Not many people will be aware of the phrase: “Sentimental Slop”. It must be around fifty years ago that I first heard it. I don’t remember the circumstances, but I suspect that they were similar to the sentiments expressed in Parliament concerning ‘smoking in vehicles with youths present’.
My cogitations of yesterday, concerning the possibility that Conservatives deliberately voted ‘for’ the amendments to the Families and Children Bill with the intention of putting the PP legislation and car smoking ban into limbo, can only hold true if these politicians were being rational. It would be ‘nice’ (a sentimental slop word) to think that such a plan would be possible, but I have my doubts, even though such a plan would make rational sense.
Let us, just for a moment, look at reality. A child, in a vehicle on the road, must necessarily breath whatever contaminants exist in the atmosphere. On a motorway, following other traffic with some proximity, it is not unlikely that ‘toxic fumes’ will flow through the cabin in vast quantities. Remember that the airflow through the cabin is forced by the difference in air pressure within the cabin as compared with the pressure outside the cabin. The air pressure inside is much greater than outside as a result of speed of the vehicle through the air. Thus, a rapid change in the internal air-flow is guaranteed.

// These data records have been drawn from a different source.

//! Exports the posters of a local node to remote proxies.
use std::io::{BufReader, BufWriter};
use std::net::{SocketAddr, TcpListener, TcpStream, ToSocketAddrs};
use std::sync::Arc;
use std::thread;
use std::time::Duration;

use parking_lot::Mutex;

use crate::ids::IdTable;
use crate::op::{Op, Wait};
use crate::wire::{self, Reply, Request};
use crate::{Error, IoctlCmd, LocalPoster, Node, Result};

/// Time allowed for the probe of an already running server.
const PROBE_TIMEOUT: Duration = Duration::from_millis(500);

/// A poster server bound to its listening socket.
pub struct PosterServer {
    listener: TcpListener,
    service: Service,
}

/// The request handler, shared by all connections.
#[derive(Clone)]
struct Service {
    node: Arc<Node>,
    ids: Arc<Mutex<IdTable<LocalPoster>>>,
    wait: Wait,
}

impl PosterServer {
    /// Bind to `addr`, refusing if another server already answers there.
    pub fn bind(node: Arc<Node>, addr: impl ToSocketAddrs, wait: Wait) -> Result<Self> {
        let addrs: Vec<SocketAddr> = addr
            .to_socket_addrs()
            .map_err(Error::TransportFailure)?
            .collect();

        for addr in addrs.iter().filter(|addr| addr.port() != 0) {
            if TcpStream::connect_timeout(addr, PROBE_TIMEOUT).is_ok() {
                return Err(Error::AlreadyRunning(addr.to_string()));
            }
        }

        let listener = TcpListener::bind(&addrs[..]).map_err(Error::TransportFailure)?;
        tracing::info!(addr = ?listener.local_addr().ok(), "poster server listening");

        Ok(PosterServer {
            listener,
            service: Service {
                node,
                ids: Arc::new(Mutex::new(IdTable::new())),
                wait,
            },
        })
    }

    pub fn local_addr(&self) -> Result<SocketAddr> {
        self.listener.local_addr().map_err(Error::TransportFailure)
    }

    /// Accept connections forever, each served on its own thread.
    pub fn serve(self) -> Result<()> {
        loop {
            let (stream, peer) = match self.listener.accept() {
                Ok(conn) => conn,
                Err(err) => {
                    tracing::warn!(error = %err, "accept failed");
                    continue;
                }
            };

            let service = self.service.clone();
            thread::Builder::new()
                .name(format!("poster-conn-{peer}"))
                .spawn(move || service.connection(stream, peer))
                .map_err(Error::TransportFailure)?;
        }
    }

    /// Serve on a background thread.
    pub fn spawn(self) -> thread::JoinHandle<Result<()>> {
        thread::spawn(move || self.serve())
    }
}

impl Service {
    fn connection(self, stream: TcpStream, peer: SocketAddr) {
        tracing::debug!(%peer, "client connected");
        let _ = stream.set_nodelay(true);

        let reader = match stream.try_clone() {
            Ok(reader) => reader,
            Err(err) => {
                tracing::warn!(%peer, error = %err, "could not split connection");
                return;
            }
        };

        let mut reader = BufReader::new(reader);
        let mut writer = BufWriter::new(stream);

        loop {
            let body = match wire::read_frame(&mut reader) {
                Ok(Some(body)) => body,
                Ok(None) => break,
                Err(err) => {
                    tracing::warn!(%peer, error = %err, "dropping connection");
                    break;
                }
            };

            let response = Request::decode(&body).and_then(|request| self.handle(request));
            if let Err(err) = &response {
                tracing::warn!(%peer, error = %err, "request failed");
            }

            if let Err(err) = wire::write_frame(&mut writer, &wire::encode_response(&response)) {
                tracing::warn!(%peer, error = %err, "could not reply");
                break;
            }
        }

        tracing::debug!(%peer, "client disconnected");
    }

    fn poster(&self, id: u64) -> Result<LocalPoster> {
        self.ids
            .lock()
            .get(id)
            .cloned()
            .ok_or(Error::ProtocolCorruption("unknown poster id"))
    }

    fn handle(&self, request: Request) -> Result<Reply> {
        match request {
            Request::Find { name } => {
                let poster = self.node.find(&name)?;
                let len = poster.size() as u64;
                let endianness = poster.endianness();
                let id = self.ids.lock().insert(poster);
                Ok(Reply::Found {
                    id,
                    len,
                    endianness,
                })
            }
            Request::Create {
                name,
                len,
                endianness,
            } => {
                let len = usize::try_from(len)
                    .map_err(|_| Error::BadOperation("poster size out of range"))?;
                let poster = self.node.create_as(&name, len, endianness)?;
                let id = self.ids.lock().insert(poster);
                Ok(Reply::Created { id })
            }
            Request::Write { id, offset, data } => {
                let poster = self.poster(id)?;
                let len = poster.write(offset as usize, &data, self.wait)?;
                Ok(Reply::Written { len: len as u64 })
            }
            Request::Read { id, offset, len } => {
                let poster = self.poster(id)?;
                let guard = poster.take(Op::Read, self.wait)?;
                // Only a whole-poster read stands for a take.
                if len.is_none() && !guard.is_fresh() {
                    return Err(Error::ClosedOrEmpty);
                }

                let tail = guard
                    .data()
                    .get(offset as usize..)
                    .ok_or(Error::BadOperation("offset past the end of the poster"))?;
                let len = len.map_or(tail.len(), |len| tail.len().min(len as usize));
                Ok(Reply::Data {
                    data: tail[..len].to_vec(),
                })
            }
            Request::Delete { id } => {
                self.poster(id)?.delete(self.wait)?;
                self.ids.lock().remove(id);
                Ok(Reply::Deleted)
            }
            Request::Ioctl { id, cmd } => {
                let cmd = IoctlCmd::from_code(cmd)?;
                Ok(Reply::Ioctl(self.poster(id)?.ioctl(cmd, self.wait)?))
            }
            Request::Resize { id, size } => {
                let size = usize::try_from(size)
                    .map_err(|_| Error::BadOperation("poster size out of range"))?;
                self.poster(id)?.resize(size, self.wait)?;
                Ok(Reply::Resized)
            }
        }
    }
}
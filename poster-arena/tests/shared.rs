#![cfg(target_family = "unix")]
use poster_arena::{Arena, Region};

#[test]
fn two_mappings_share_one_arena() {
    let file = tempfile::tempfile().expect("to create a backing file");
    file.set_len(1 << 16).unwrap();

    let first = Region::from_fd(&file).unwrap();
    let second = Region::from_fd(&file).unwrap();
    assert!(first.is_shared());

    let arena = Arena::format(&first).unwrap();
    let off = arena.malloc(13).unwrap();
    first.copy_in(off, b"Hello, world!");
    arena.set_root(off);

    // The second mapping sits at another address, offsets still resolve to the same bytes.
    let attached = Arena::attach(&second).unwrap();
    assert_eq!(attached.root(), Some(off));
    let mut buf = [0; 13];
    second.copy_out(off, &mut buf);
    assert_eq!(&buf, b"Hello, world!");

    attached.free(off).unwrap();
    assert_eq!(arena.free_chunks().unwrap().len(), 1);
}

#[test]
fn unformatted_file_is_rejected() {
    let file = tempfile::tempfile().unwrap();
    file.set_len(4096).unwrap();
    let region = Region::from_fd(&file).unwrap();
    assert!(!Arena::is_formatted(&region));
    assert!(Arena::attach(&region).is_err());
}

If a person lights a cigarette and smokes it, then the ‘contamination’ is increased a little during the period of time that the smoke lingers in the cabin. Given a journey of one hour along a motorway, by what degree is the burden of toxins (petrol fumes, diesel fumes, rubber particulates from wearing tyres, metal particulates from wearing engines, oil particulates from engine oils, road tar being rubbed by tyres, dust, spores, etc) increase by tobacco smoke, even if the driver smokes all the time?
To say that tobacco smoke, in the circumstances described, is, somehow, particularly dangerous is superstitious and ‘sentimental slop’. But that is precisely what MPs have accepted (other than those who deliberately voted for the amendments in order to put them into limbo).
What is absolutely obvious is that the whole ‘toxins problem’ could be solves at a stroke – pass a Bill which requires everyone in a vehicle to wear a suitable mask. Surgeons and theatre staff wear masks. Why should not all people who might be exposed to toxins not be forced to wear masks? IT MAKES SENSE!
I see no prospect of ‘Sentimental Slop’ being replaced by reason in Parliament in the near future. But it does not matter very much. Rational citizens will recognise that these opportunists in Parliament do not represent them. It follows therefore that the laws they pass do not apply to them. “Public Morality” has been replaced by “Sentimental Slop”. Smokers especially are not constrained by any laws, other than those which they care to accept. Only FORCE will constrain them.
I do not give a toss about PP or smoking in cars. They are silly because they rely for their effect upon ephemerals. The only thing that bothers me is supply. “Prohibition” is on the cards. Interruption of supply is prohibition. Special taxes are prohibition. Smoking bans in private places are prohibition.
‘Sentimental Slop’ seems to be a useful means of wasting public resources. Would it not have been great if the moneys expended on Tobacco Control had been expended on coastal defences? That statement is silly, unless you factor in the DISTRACTION of tobacco control – the diversion of ATTENTION from what is important to what is not.
The consequence is that decent citizens no longer see smugglers and such as criminals. They see them as saviours. ‘Morality’, as described by Government, no longer holds good. It is corrupt. It is persecution. It is our duty, as best we can, to avoid feeding this beast.
But not all of science has been corrupted. Only the comparatively modern ‘science’ of epidemiology has been corrupted. It has descended into ‘miasmas’, ‘feelings’ and ‘sentimental slop’.
But who cares? Sod them. Sod them all. We can make our own arrangements.